What you need to do: All of the entries below are to be repeated word for word.

Top of Excerpted records

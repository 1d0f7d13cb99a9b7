//! Split grid modules for RecordGrid
//
// This module contains the `RecordGrid` struct (fields, construction and
// read accessors) and declares submodules that implement the intents:
// searching and filtering, sorting, selection, pending edit/delete,
// notifications, quantities and paging.

use std::collections::HashMap;
use std::sync::Arc;
use std::time::Duration;

use indexmap::{IndexMap, IndexSet};
use wms_core::{GridRecord, Record, Result};
use wms_settings::GridSettings;

use crate::config::GridConfig;
use crate::events::GridEvent;
use crate::filter_types::{FilterPredicate, SortState};
use crate::notification::{Clock, Notification, SystemClock};

pub mod types;
mod filtering;
mod sort;
mod selection;
mod pending;
mod notifications;
mod quantities;
mod pagination;


pub use types::*;

/// Interactive record grid
///
/// Holds the baseline records of one table together with the view state a
/// user builds up on top of them. Visible rows are recomputed from that state
/// on every read; the baseline only changes when an edit or delete is
/// committed.
#[derive(Debug)]
pub struct RecordGrid<R: GridRecord = Record> {
    config: GridConfig,

    /// Baseline records in their original order
    records: Vec<R>,

    /// Search term as typed
    search_term: String,

    /// Lowercased search term used for matching
    search_lower: String,

    /// Active filters by field name, in the order they were set
    filters: IndexMap<String, FilterPredicate>,

    sort: SortState,

    /// Selected keys in selection order
    selection: IndexSet<String>,

    pending: PendingAction<R>,

    notification: Option<Notification>,
    notification_ttl: Duration,

    /// Stepper values keyed by record key
    quantities: HashMap<String, u32>,

    page_size: Option<usize>,
    page: usize,

    /// Committed changes waiting to be collected
    events: Vec<GridEvent<R>>,

    clock: Arc<dyn Clock>,
}

impl<R: GridRecord> RecordGrid<R> {
    /// Build a grid over `records`.
    ///
    /// Fails only when the configuration is inconsistent. Records whose
    /// identity key renders blank are dropped with a warning.
    pub fn new(records: Vec<R>, config: GridConfig, settings: &GridSettings) -> Result<Self> {
        config.validate()?;

        let mut admitted = Vec::with_capacity(records.len());
        let mut quantities = HashMap::with_capacity(records.len());
        for record in records {
            let key = config.key_of(&record);
            if config
                .identity
                .iter()
                .all(|field| record.rendered(field).trim().is_empty())
            {
                tracing::warn!("Rejected record with blank identity key: {:?}", record);
                continue;
            }
            if quantities.insert(key.clone(), 0).is_some() {
                tracing::warn!("Duplicate record key '{}', first record wins", key);
            }
            admitted.push(record);
        }

        tracing::debug!(
            "Record grid created with {} records over {} fields",
            admitted.len(),
            config.fields.len()
        );

        Ok(Self {
            config,
            records: admitted,
            search_term: String::new(),
            search_lower: String::new(),
            filters: IndexMap::new(),
            sort: SortState::Unsorted,
            selection: IndexSet::new(),
            pending: PendingAction::Idle,
            notification: None,
            notification_ttl: settings.notification_ttl(),
            quantities,
            page_size: settings.effective_page_size(),
            page: 0,
            events: Vec::new(),
            clock: Arc::new(SystemClock),
        })
    }

    /// Use a different time source for notification expiry
    pub fn with_clock(mut self, clock: impl Clock + 'static) -> Self {
        self.clock = Arc::new(clock);
        self
    }

    pub fn config(&self) -> &GridConfig {
        &self.config
    }

    /// Baseline records in their original order
    pub fn records(&self) -> &[R] {
        &self.records
    }

    /// Number of baseline records
    pub fn len(&self) -> usize {
        self.records.len()
    }

    pub fn is_empty(&self) -> bool {
        self.records.is_empty()
    }

    /// Look up a baseline record by key
    pub fn record(&self, key: &str) -> Option<&R> {
        self.position(key).map(|ix| &self.records[ix])
    }

    /// Check whether a key belongs to a baseline record
    pub fn contains_key(&self, key: &str) -> bool {
        self.position(key).is_some()
    }

    /// Identity key of a record under this grid's configuration
    pub fn key_of(&self, record: &R) -> String {
        self.config.key_of(record)
    }

    pub fn search_term(&self) -> &str {
        &self.search_term
    }

    /// Active filters by field, in the order they were set
    pub fn active_filters(&self) -> &IndexMap<String, FilterPredicate> {
        &self.filters
    }

    pub fn sort_state(&self) -> &SortState {
        &self.sort
    }

    pub fn pending(&self) -> &PendingAction<R> {
        &self.pending
    }

    /// Current notification, hidden once its lifetime has passed on the
    /// grid's clock even before `tick` clears the slot
    pub fn notification(&self) -> Option<&Notification> {
        let now = self.clock.now();
        self.notification
            .as_ref()
            .filter(|notification| !notification.is_expired(now))
    }

    /// Take the queued change events
    pub fn drain_events(&mut self) -> Vec<GridEvent<R>> {
        std::mem::take(&mut self.events)
    }

    /// Snapshot of everything a renderer needs
    pub fn view(&self) -> GridView<R> {
        let visible = self.visible_indices();
        let page = self.page_info(visible.len());
        let rows = self
            .page_slice(&visible, &page)
            .iter()
            .map(|ix| self.records[*ix].clone())
            .collect();

        GridView {
            rows,
            visible_count: visible.len(),
            total_count: self.records.len(),
            page,
            search_term: self.search_term.clone(),
            filters: self
                .filters
                .iter()
                .map(|(field, predicate)| (field.clone(), predicate.option()))
                .collect(),
            sort: self.sort.clone(),
            selection: self.selection.iter().cloned().collect(),
            pending: self.pending.clone(),
            notification: self.notification().cloned(),
        }
    }

    /// Index of the first baseline record with this key
    fn position(&self, key: &str) -> Option<usize> {
        self.records
            .iter()
            .position(|record| self.config.key_of(record) == key)
    }

    /// Remove a record and everything keyed by it
    fn remove_record(&mut self, key: &str) -> Option<R> {
        let ix = self.position(key)?;
        let record = self.records.remove(ix);
        if !self.contains_key(key) {
            self.selection.shift_remove(key);
            self.quantities.remove(key);
        }
        Some(record)
    }
}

Bottom of Excerpted records

Response:
repository 1d0f7d13cb99a9b7
//! Split grid modules for RecordGrid
//
// This module contains the `RecordGrid` struct (fields, construction and
// read accessors) and declares submodules that implement the intents:
// searching and filtering, sorting, selection, pending edit/delete,
// notifications, quantities and paging.

use std::collections::HashMap;
use std::sync::Arc;
use std::time::Duration;

use indexmap::{IndexMap, IndexSet};
use wms_core::{GridRecord, Record, Result};
use wms_settings::GridSettings;

use crate::config::GridConfig;
use crate::events::GridEvent;
use crate::filter_types::{FilterPredicate, SortState};
use crate::notification::{Clock, Notification, SystemClock};

pub mod types;
mod filtering;
mod sort;
mod selection;
mod pending;
mod notifications;
mod quantities;
mod pagination;


pub use types::*;

/// Interactive record grid
///
/// Holds the baseline records of one table together with the view state a
/// user builds up on top of them. Visible rows are recomputed from that state
/// on every read; the baseline only changes when an edit or delete is
/// committed.
#[derive(Debug)]
pub struct RecordGrid<R: GridRecord = Record> {
    config: GridConfig,

    /// Baseline records in their original order
    records: Vec<R>,

    /// Search term as typed
    search_term: String,

    /// Lowercased search term used for matching
    search_lower: String,

    /// Active filters by field name, in the order they were set
    filters: IndexMap<String, FilterPredicate>,

    sort: SortState,

    /// Selected keys in selection order
    selection: IndexSet<String>,

    pending: PendingAction<R>,

    notification: Option<Notification>,
    notification_ttl: Duration,

    /// Stepper values keyed by record key
    quantities: HashMap<String, u32>,

    page_size: Option<usize>,
    page: usize,

    /// Committed changes waiting to be collected
    events: Vec<GridEvent<R>>,

    clock: Arc<dyn Clock>,
}

impl<R: GridRecord> RecordGrid<R> {
    /// Build a grid over `records`.
    ///
    /// Fails only when the configuration is inconsistent. Records whose
    /// identity key renders blank are dropped with a warning.
    pub fn new(records: Vec<R>, config: GridConfig, settings: &GridSettings) -> Result<Self> {
        config.validate()?;

        let mut admitted = Vec::with_capacity(records.len());
        let mut quantities = HashMap::with_capacity(records.len());
        for record in records {
            let key = config.key_of(&record);
            if config
                .identity
                .iter()
                .all(|field| record.rendered(field).trim().is_empty())
            {
                tracing::warn!("Rejected record with blank identity key: {:?}", record);
                continue;
            }
            if quantities.insert(key.clone(), 0).is_some() {
                tracing::warn!("Duplicate record key '{}', first record wins", key);
            }
            admitted.push(record);
        }

        tracing::debug!(
            "Record grid created with {} records over {} fields",
            admitted.len(),
            config.fields.len()
        );

        Ok(Self {
            config,
            records: admitted,
            search_term: String::new(),
            search_lower: String::new(),
            filters: IndexMap::new(),
            sort: SortState::Unsorted,
            selection: IndexSet::new(),
            pending: PendingAction::Idle,
            notification: None,
            notification_ttl: settings.notification_ttl(),
            quantities,
            page_size: settings.effective_page_size(),
            page: 0,
            events: Vec::new(),
            clock: Arc::new(SystemClock),
        })
    }

    /// Use a different time source for notification expiry
    pub fn with_clock(mut self, clock: impl Clock + 'static) -> Self {
        self.clock = Arc::new(clock);
        self
    }

    pub fn config(&self) -> &GridConfig {
        &self.config
    }

    /// Baseline records in their original order
    pub fn records(&self) -> &[R] {
        &self.records
    }

    /// Number of baseline records
    pub fn len(&self) -> usize {
        self.records.len()
    }

    pub fn is_empty(&self) -> bool {
        self.records.is_empty()
    }

    /// Look up a baseline record by key
    pub fn record(&self, key: &str) -> Option<&R> {
        self.position(key).map(|ix| &self.records[ix])
    }

    /// Check whether a key belongs to a baseline record
    pub fn contains_key(&self, key: &str) -> bool {
        self.position(key).is_some()
    }

    /// Identity key of a record under this grid's configuration
    pub fn key_of(&self, record: &R) -> String {
        self.config.key_of(record)
    }

    pub fn search_term(&self) -> &str {
        &self.search_term
    }

    /// Active filters by field, in the order they were set
    pub fn active_filters(&self) -> &IndexMap<String, FilterPredicate> {
        &self.filters
    }

    pub fn sort_state(&self) -> &SortState {
        &self.sort
    }

    pub fn pending(&self) -> &PendingAction<R> {
        &self.pending
    }

    /// Current notification, hidden once its lifetime has passed on the
    /// grid's clock even before `tick` clears the slot
    pub fn notification(&self) -> Option<&Notification> {
        let now = self.clock.now();
        self.notification
            .as_ref()
            .filter(|notification| !notification.is_expired(now))
    }

    /// Take the queued change events
    pub fn drain_events(&mut self) -> Vec<GridEvent<R>> {
        std::mem::take(&mut self.events)
    }

    /// Snapshot of everything a renderer needs
    pub fn view(&self) -> GridView<R> {
        let visible = self.visible_indices();
        let page = self.page_info(visible.len());
        let rows = self
            .page_slice(&visible, &page)
            .iter()
            .map(|ix| self.records[*ix].clone())
            .collect();

        GridView {
            rows,
            visible_count: visible.len(),
            total_count: self.records.len(),
            page,
            search_term: self.search_term.clone(),
            filters: self
                .filters
                .iter()
                .map(|(field, predicate)| (field.clone(), predicate.option()))
                .collect(),
            sort: self.sort.clone(),
            selection: self.selection.iter().cloned().collect(),
            pending: self.pending.clone(),
            notification: self.notification().cloned(),
        }
    }

    /// Index of the first baseline record with this key
    fn position(&self, key: &str) -> Option<usize> {
        self.records
            .iter()
            .position(|record| self.config.key_of(record) == key)
    }

    /// Remove a record and everything keyed by it
    fn remove_record(&mut self, key: &str) -> Option<R> {
        let ix = self.position(key)?;
        let record = self.records.remove(ix);
        if !self.contains_key(key) {
            self.selection.shift_remove(key);
            self.quantities.remove(key);
        }
        Some(record)
    }
}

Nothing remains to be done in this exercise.